Cairo Montenotte. Mobilitazione di operatori del settore, cittadini e amministratori in difesa della sanità valbormidese oggi a Cairo. Dopo l’avvenuto declassamento del pronto soccorso del San Giuseppe, si è rinnovata la protesta contro il piano sanitario dell’amministrazione regionale. I manifestanti si sono ritrovati in piazza della Vittoria.
Questa la posizione dei promotori dell’iniziativa: “Ci sono ancora margini per salvare l’ospedale cairese che, in questa configurazione, è destinato all’agonia e alla chiusura. Lo stesso ministro Balduzzi ha chiaramente detto che per le zone disagiate, come è innegabile che sia la Valbormida, gli ospedali devono sopravvivere con posti letto e prestazioni adeguate, a patto che il tempo di percorrenza per raggiungere il Pronto soccorso più vicino sia di un certo tipo. Riteniamo che Cairo, vista la viabilità verso Savona, le condizione delle strade e visto cosa succede in caso di neve, rientri in tali parametri e debba essere dispensato dalla mannaia di Regione e Asl 2”.

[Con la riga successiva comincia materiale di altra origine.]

//! Duplicate and missing term classification for batch-term lookups.

use std::collections::HashMap;

use crate::types::Hit;

/// Anomaly summary derived from an aggregated batch-term lookup.
///
/// Every input term lands in exactly one of: matched (present in the hit
/// collection), `dup` (matched more than once), or `missing`.
#[derive(Debug, Clone, Default, PartialEq, Eq)]
pub struct Classification {
    /// Terms that matched more than one record, with their hit counts,
    /// in first-seen order.
    pub dup: Vec<(String, usize)>,
    /// Terms that matched nothing.
    pub missing: Vec<String>,
}

impl Classification {
    pub fn is_clean(&self) -> bool {
        self.dup.is_empty() && self.missing.is_empty()
    }
}

/// One pass over the aggregated hits: `notfound` hits contribute their term
/// to `missing`, everything else is tallied by originating term.
pub fn classify(hits: &[Hit]) -> Classification {
    let mut counts: HashMap<&str, usize> = HashMap::new();
    let mut order: Vec<&str> = Vec::new();
    let mut missing = Vec::new();
    for hit in hits {
        let Some(query) = hit.query.as_deref() else {
            continue;
        };
        if hit.notfound {
            missing.push(query.to_string());
        } else {
            let count = counts.entry(query).or_insert(0);
            if *count == 0 {
                order.push(query);
            }
            *count += 1;
        }
    }
    let dup = order
        .into_iter()
        .filter(|query| counts[query] > 1)
        .map(|query| (query.to_string(), counts[query]))
        .collect();
    Classification { dup, missing }
}

#[cfg(test)]
mod tests {
    use super::*;
    use serde_json::json;

    fn hits(values: serde_json::Value) -> Vec<Hit> {
        serde_json::from_value(values).unwrap()
    }

    #[test]
    fn test_dup_and_missing_detection() {
        let hits = hits(json!([
            {"query": "X", "_id": "1"},
            {"query": "X", "_id": "2"},
            {"query": "Y", "_id": "3"},
            {"query": "Z", "notfound": true}
        ]));
        let summary = classify(&hits);
        assert_eq!(summary.dup, vec![("X".to_string(), 2)]);
        assert_eq!(summary.missing, vec!["Z".to_string()]);
        assert!(!summary.is_clean());
    }

    #[test]
    fn test_clean_lookup() {
        let hits = hits(json!([
            {"query": "1017", "_id": "1017"},
            {"query": "695", "_id": "695"}
        ]));
        let summary = classify(&hits);
        assert!(summary.is_clean());
    }

    #[test]
    fn test_dup_order_is_first_seen() {
        let hits = hits(json!([
            {"query": "B", "_id": "1"},
            {"query": "A", "_id": "2"},
            {"query": "B", "_id": "3"},
            {"query": "A", "_id": "4"},
            {"query": "A", "_id": "5"}
        ]));
        let summary = classify(&hits);
        assert_eq!(
            summary.dup,
            vec![("B".to_string(), 2), ("A".to_string(), 3)]
        );
    }

    #[test]
    fn test_hits_without_query_are_ignored() {
        let hits = hits(json!([{"_id": "1017", "symbol": "CDK2"}]));
        assert!(classify(&hits).is_clean());
    }
}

“Le iniziative programmate saranno anche l’occasione per organizzare una nuova grande manifestazione unitaria a Genova, in concomitanza con la riunione del Consiglio Regionale per l’approvazione del piano di ridimensionamento dei servizi sanitari” ha commentato il consigliere regionale Marco Melgrati, presente anche in questa occasione al corteo, molto partecipato.